I grasped her elbow. "Let’s sit down and talk about this," I told her.

With surprisingly little resistance she sank onto a seat. In the middle of the cabin was a table, with a bench seat either side. I motioned her along and sat next to her. I looked at the two boys.

"You can sit down too," I told them.

They shuffled into the seats opposite us, Ashley opposite his mother. No one spoke. I had to start the ball rolling.

"OK. Tell us about it."

They looked at each other then down at the table. Again. I was getting tired of this evasion.

"Look," I said, "it doesn’t need the brain cell of a newt to work out that the two of you have decided to spend a couple of days in this …" I waved my hand around "… this love nest."

The boys looked startled. Mrs Rees made an incoherent sound.

"Ashley," I continued, "you have treated your mother very badly indeed." He had the grace to look shamefaced. "You went off, without giving her a clue as to what was going on, where you were going, or who you were going with."

"We left notes," he muttered.

"Twenty word, Ashley, twenty words." I had counted them.

"Yeah, well."

"Your mother hadn’t the faintest clue what was going on. I had to get the phone book and try all the Reeses in your town. Then when I find her, she wonders what the hell I’m talking about." There was now a mixture of sullenness and shame on his face. "I then have the job of breaking it to her gently that her son has been carrying on a passionate love affair with my son. I really did enjoy that one."

He flicked up his eyes to me briefly. "I’m sorry about that, Mrs Thompson."

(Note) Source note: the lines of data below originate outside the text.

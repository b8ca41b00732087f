// Author: Eshan Roy
// SPDX-License-Identifier: MIT

//! Check result types.

use crate::cli::args::OutputFormat;
use console::style;
use serde::Serialize;

/// Summary for a branch whose checks all passed.
pub const ALL_CHECKS_PASSED: &str = "All checks passed";

/// Summary for a head identical to its base.
pub const NO_COMMITS_TO_CHECK: &str = "No commits to check";

/// Aggregate verdict of one evaluation.
#[derive(Debug, Clone, PartialEq, Eq, Serialize)]
pub struct CheckResult {
    /// Whether the range may be merged.
    pub passed: bool,
    /// Short description, posted as the status description.
    pub summary: String,
}

impl CheckResult {
    /// A passing result.
    pub fn pass(summary: impl Into<String>) -> Self {
        Self {
            passed: true,
            summary: summary.into(),
        }
    }

    /// A failing result.
    pub fn fail(summary: impl Into<String>) -> Self {
        Self {
            passed: false,
            summary: summary.into(),
        }
    }

    /// The result for a head that has nothing over its base.
    pub fn no_commits() -> Self {
        Self::pass(NO_COMMITS_TO_CHECK)
    }
}

/// A check that rejected the range.
#[derive(Debug, Clone, PartialEq, Eq, Serialize)]
pub struct Violation {
    /// Summary that becomes the aggregate result.
    pub summary: String,
    /// Messages of the commits that caused it, if the check tracks them.
    pub offenders: Vec<String>,
}

impl Violation {
    /// A violation without per-commit detail.
    pub fn new(summary: impl Into<String>) -> Self {
        Self {
            summary: summary.into(),
            offenders: Vec::new(),
        }
    }

    /// Attach the offending commit messages.
    pub fn with_offenders(mut self, offenders: Vec<String>) -> Self {
        self.offenders = offenders;
        self
    }
}

/// A result together with what produced it.
#[derive(Debug, Clone, PartialEq, Eq, Serialize)]
pub struct Verdict {
    #[serde(flatten)]
    pub result: CheckResult,
    /// Name of the check that failed.
    pub failed_check: Option<&'static str>,
    /// Commit messages the failing check pointed at.
    pub offenders: Vec<String>,
    /// Number of commits evaluated.
    pub commit_count: usize,
}

impl Verdict {
    /// Verdict for a head identical to its base.
    pub fn no_commits() -> Self {
        Self {
            result: CheckResult::no_commits(),
            failed_check: None,
            offenders: Vec::new(),
            commit_count: 0,
        }
    }

    /// Print the verdict to stdout.
    pub fn print(&self, format: Option<OutputFormat>) {
        match format {
            Some(OutputFormat::Json) => self.print_json(),
            _ => self.print_text(),
        }
    }

    fn print_text(&self) {
        let icon = if self.result.passed {
            style("✓").green().bold()
        } else {
            style("✗").red().bold()
        };
        println!(
            "{} {} {}",
            icon,
            self.result.summary,
            style(format!("({} commits)", self.commit_count)).dim()
        );

        for offender in &self.offenders {
            println!("  {} {}", style("→").dim(), offender);
        }
    }

    fn print_json(&self) {
        println!(
            "{}",
            serde_json::to_string_pretty(self).unwrap_or_default()
        );
    }
}
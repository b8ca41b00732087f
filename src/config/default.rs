// Author: Eshan Roy
// SPDX-License-Identifier: MIT

//! Default configuration values.

use super::schema::MergeChecksConfig;

/// Get the default configuration.
pub fn default_config() -> MergeChecksConfig {
    MergeChecksConfig::default()
}

/// Generate an example configuration file.
pub fn example_config() -> &'static str {
    r#"# merge-checks configuration

# Commit policy
[policy]
allowed_types = ["chore", "ci", "docs", "feat", "fix", "perf", "refactor", "style", "test"]
# Fail when the same commit message appears twice in the branch
check_duplicates = true

# How commits between base and head are found
[resolver]
# "remote" asks the hosting API, "local" walks the checked out history
strategy = "remote"
remote = "origin"
# base_ref = "main"
fetch = true

# How the verdict is reported
[reporting]
# "status-only" always exits 0, "exit-code" exits 1 when checks fail
mode = "status-only"
status_name = "Merge checks / Result"
pending_description = "Merge checks running"

[hosting]
api_url = "https://api.github.com"
"#
}
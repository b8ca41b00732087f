// Author: Eshan Roy
// SPDX-License-Identifier: MIT

//! Command dispatch and execution.

use console::style;
use std::rc::Rc;

use crate::checks::{Evaluator, Verdict};
use crate::config::{MergeChecksConfig, ResolverConfig, Strategy};
use crate::error::{ConfigError, Result};
use crate::git;
use crate::hosting::GitHubClient;
use crate::resolver::{CommitSource, LocalHistory, RemoteComparison, Resolution, Resolver};
use crate::runner::Runner;
use crate::status::{CommitStatusSink, LogSink, StatusSink, StatusTarget};

use super::args::{CheckArgs, Cli, Commands, InitArgs, RunArgs};

/// File written by `init`.
const INIT_CONFIG_FILE: &str = "merge-checks.toml";

/// Run the CLI with the given arguments, returning the process exit code.
pub fn run(cli: Cli) -> Result<i32> {
    let config = if let Some(config_path) = &cli.config {
        MergeChecksConfig::load_from(config_path)?
    } else {
        MergeChecksConfig::load()?
    };

    match cli.command.clone() {
        Commands::Run(args) => run_ci(&cli, config, args),
        Commands::Check(args) => run_check(&cli, &config, args),
        Commands::Init(args) => run_init(args).map(|_| 0),
        Commands::Version => run_version().map(|_| 0),
    }
}

/// Run the CI entry point: resolve, evaluate, post statuses.
fn run_ci(cli: &Cli, mut config: MergeChecksConfig, args: RunArgs) -> Result<i32> {
    tracing::debug!("Running run command for {}", args.env.repository);

    if let Some(strategy) = args.strategy {
        config.resolver.strategy = strategy;
    }
    if let Some(mode) = args.mode {
        config.reporting.mode = mode;
    }
    if args.base_ref.is_some() {
        config.resolver.base_ref = args.base_ref.clone();
    }

    let env = &args.env;
    let client = Rc::new(GitHubClient::new(&config.hosting, env.token.clone()));

    tracing::info!(
        "Resolving commits with the {} strategy",
        config.resolver.strategy
    );
    let (source, head): (Box<dyn CommitSource>, String) = match config.resolver.strategy {
        Strategy::Local => {
            let local = LocalHistory::from_config(git::open_repo()?, &config.resolver);
            let head = local.resolve_revision(&env.sha)?;
            (Box::new(local) as Box<dyn CommitSource>, head)
        }
        Strategy::Remote => (
            Box::new(RemoteComparison::new(
                client.clone(),
                env.repository.clone(),
            )) as Box<dyn CommitSource>,
            env.sha.clone(),
        ),
    };

    let sink: Box<dyn StatusSink> = if cli.dry_run {
        Box::new(LogSink)
    } else {
        Box::new(CommitStatusSink::new(
            client,
            StatusTarget {
                repository: env.repository.clone(),
                commit_sha: head.clone(),
                status_name: config.reporting.status_name.clone(),
                details_url: env.details_url(),
            },
        ))
    };

    let evaluator = Evaluator::from_policy(&config.policy)?;
    let runner = Runner::new(
        Resolver::new(source),
        evaluator,
        sink,
        config.reporting.clone(),
    );

    let outcome = runner.run(&head, config.resolver.base_ref.as_deref())?;
    outcome.verdict.print(cli.format);

    Ok(outcome.exit_code)
}

/// Run the local check command.
fn run_check(cli: &Cli, config: &MergeChecksConfig, args: CheckArgs) -> Result<i32> {
    tracing::debug!("Running check command with args: {:?}", args);

    let evaluator = Evaluator::from_policy(&config.policy)?;
    let repo = git::open_repo()?;

    let commits = if !args.commits.is_empty() {
        LocalHistory::offline(repo).load_commits(&args.commits)?
    } else {
        let (source, base_ref) = match &args.base {
            Some(base) => (LocalHistory::offline(repo), base.clone()),
            None => {
                let resolver_config = ResolverConfig {
                    fetch: args.fetch,
                    ..config.resolver.clone()
                };
                (
                    LocalHistory::from_config(repo, &resolver_config),
                    config.resolver.local_base_ref().to_string(),
                )
            }
        };

        let head = source.resolve_revision(&args.head)?;
        match Resolver::new(Box::new(source)).resolve(Some(&base_ref), &head)? {
            Resolution::Identical { .. } => {
                Verdict::no_commits().print(cli.format);
                return Ok(0);
            }
            Resolution::Range { commits, .. } => commits,
        }
    };

    let verdict = evaluator.evaluate_detailed(&commits);
    verdict.print(cli.format);

    Ok(if verdict.result.passed { 0 } else { 1 })
}

/// Run the init command.
fn run_init(args: InitArgs) -> Result<()> {
    use crate::config::default::example_config;

    tracing::debug!("Running init command with args: {:?}", args);

    let config_path = std::path::Path::new(INIT_CONFIG_FILE);

    if config_path.exists() && !args.force {
        return Err(ConfigError::AlreadyExists {
            path: config_path.to_path_buf(),
        }
        .into());
    }

    std::fs::write(config_path, example_config())?;

    println!(
        "{} Created {}",
        style("✓").green().bold(),
        config_path.display()
    );

    Ok(())
}

/// Run the version command.
fn run_version() -> Result<()> {
    println!("merge-checks {}", crate::version::version_string());

    if let Some(sha) = crate::version::GIT_SHA {
        println!("git commit: {}", sha);
    }
    if let Some(date) = crate::version::GIT_COMMIT_DATE {
        println!("commit date: {}", date);
    }

    Ok(())
}

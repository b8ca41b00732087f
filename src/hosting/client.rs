// Author: Eshan Roy
// SPDX-License-Identifier: MIT

//! Blocking GitHub REST client.

use serde::de::DeserializeOwned;
use std::time::Duration;

use crate::commit::CommitRecord;
use crate::config::HostingConfig;
use crate::error::{HostingError, Result};

use super::types::{BranchInfo, CommitStatus, Comparison, RepositoryInfo};
use super::HostingApi;

/// Commits requested per compare page.
const COMPARE_PAGE_SIZE: usize = 100;

const API_VERSION: &str = "2022-11-28";

/// Client for the subset of the GitHub API used by merge-checks.
pub struct GitHubClient {
    agent: ureq::Agent,
    api_url: String,
    user_agent: String,
    token: String,
}

fn make_agent() -> ureq::Agent {
    ureq::config::Config::builder()
        .http_status_as_error(false)
        .timeout_global(Some(Duration::from_secs(30)))
        .build()
        .new_agent()
}

impl GitHubClient {
    /// Create a client authenticated with `token`.
    pub fn new(config: &HostingConfig, token: impl Into<String>) -> Self {
        Self {
            agent: make_agent(),
            api_url: config.api_url.trim_end_matches('/').to_string(),
            user_agent: config.user_agent.clone(),
            token: token.into(),
        }
    }

    fn url(&self, path: &str) -> String {
        format!("{}/{}", self.api_url, path.trim_start_matches('/'))
    }

    fn authorize<B>(&self, request: ureq::RequestBuilder<B>) -> ureq::RequestBuilder<B> {
        request
            .header("Accept", "application/vnd.github+json")
            .header("Authorization", &format!("Bearer {}", self.token))
            .header("User-Agent", &self.user_agent)
            .header("X-GitHub-Api-Version", API_VERSION)
    }

    fn get_json<T: DeserializeOwned>(&self, url: &str) -> Result<T> {
        tracing::debug!("GET {}", url);

        let response = self
            .authorize(self.agent.get(url))
            .call()
            .map_err(|e| transport_error(url, e))?;
        let response = check_response(url, response)?;

        response
            .into_body()
            .read_json::<T>()
            .map_err(|e| {
                HostingError::Decode {
                    url: url.to_string(),
                    message: e.to_string(),
                }
                .into()
            })
    }
}

impl HostingApi for GitHubClient {
    fn default_branch(&self, repository: &str) -> Result<String> {
        let url = self.url(&format!("repos/{}", repository));
        let info: RepositoryInfo = self.get_json(&url)?;
        Ok(info.default_branch)
    }

    fn branch_tip(&self, repository: &str, branch: &str) -> Result<String> {
        let url = self.url(&format!("repos/{}/branches/{}", repository, branch));
        let info: BranchInfo = self.get_json(&url)?;
        Ok(info.commit.sha)
    }

    fn compare(&self, repository: &str, base: &str, head: &str) -> Result<Vec<CommitRecord>> {
        let mut commits = Vec::new();
        let mut page = 1;

        loop {
            let url = self.url(&format!(
                "repos/{}/compare/{}...{}?per_page={}&page={}",
                repository, base, head, COMPARE_PAGE_SIZE, page
            ));
            let comparison: Comparison = self.get_json(&url)?;
            let received = comparison.commits.len();
            commits.extend(comparison.commits.into_iter().map(CommitRecord::from));

            if received == 0 || commits.len() >= comparison.total_commits {
                break;
            }
            page += 1;
        }

        tracing::debug!("Compared {}...{}: {} commits", base, head, commits.len());
        Ok(commits)
    }

    fn create_status(&self, repository: &str, sha: &str, status: &CommitStatus) -> Result<()> {
        let url = self.url(&format!("repos/{}/statuses/{}", repository, sha));
        tracing::debug!("POST {} ({:?})", url, status.state);

        let response = self
            .authorize(self.agent.post(&url))
            .send_json(status)
            .map_err(|e| transport_error(&url, e))?;
        check_response(&url, response)?;
        Ok(())
    }
}

fn transport_error(url: &str, err: ureq::Error) -> crate::error::MergeCheckError {
    HostingError::Transport {
        url: url.to_string(),
        message: err.to_string(),
    }
    .into()
}

fn check_response(
    url: &str,
    response: ureq::http::Response<ureq::Body>,
) -> Result<ureq::http::Response<ureq::Body>> {
    let status = response.status().as_u16();
    if status < 400 {
        return Ok(response);
    }

    let body = response.into_body().read_to_string().unwrap_or_default();
    Err(classify_failure(url, status, &body).into())
}

/// Map an error status to the matching [`HostingError`].
fn classify_failure(url: &str, status: u16, body: &str) -> HostingError {
    match status {
        401 | 403 => HostingError::Unauthorized {
            url: url.to_string(),
            status,
        },
        404 => HostingError::NotFound {
            url: url.to_string(),
        },
        _ => HostingError::UnexpectedStatus {
            url: url.to_string(),
            status,
            message: api_message(body),
        },
    }
}

/// Pull the `message` field out of an API error body, if there is one.
fn api_message(body: &str) -> String {
    serde_json::from_str::<serde_json::Value>(body)
        .ok()
        .and_then(|v| v.get("message").and_then(|m| m.as_str()).map(str::to_string))
        .unwrap_or_else(|| body.trim().to_string())
}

"Why didn’t you tell me about it, Ashley?" She was dabbing at her eyes with a tissue.

"I couldn’t, Mum."

"And you, Nick. Going off like that without a word for your dirty weekend."

He flushed, but was still able to hold my gaze. "If I’d asked you first you’d have only said no."

True but irrelevant. "And you didn’t think we’d work out where you’d gone?" They shuffled again. "Teenagers and the ability to plan ahead!"

I was almost burned out now.

"OK. First - Nick, you and I are going to take a walk outside. Then you, Ashley, are going to explain it all to your mother. Start with what happened last June. Why Nick was expelled. The mobile phones. And don’t forget the Thursdays in the holidays either. I’ll know if you’ve left anything out."

His white face looked up at me absolutely terrified.

"Come on," I said to Nick, standing up.

"Sure," he mumbled. "I’d better get some shoes though."

"Move it."

He came back in short order with trainers and a fleece to cover him. Ashley and his mother were still sitting in silence. I turned to him.

"You’ve got ten minutes starting now, Ashley. And don’t leave anything out."

I hauled Nick out of the boat. We stood on the pontoon, now shivering in the bitter night air.

"Oh, Mum …"

He sounded so desolate that I couldn’t help it: I reached for him and wrapped my arms round him. He clung to me like a six year old.

"OK, Nick, it’s OK."

He was sobbing now. I held him for two or three minutes as it slowly lessened.

"OK, Nick, grown up time now. Get a hanky."

He fumbled in his pockets then blew his nose. We started walking slowly down the pontoon.

"You didn’t think this through at all, did you?"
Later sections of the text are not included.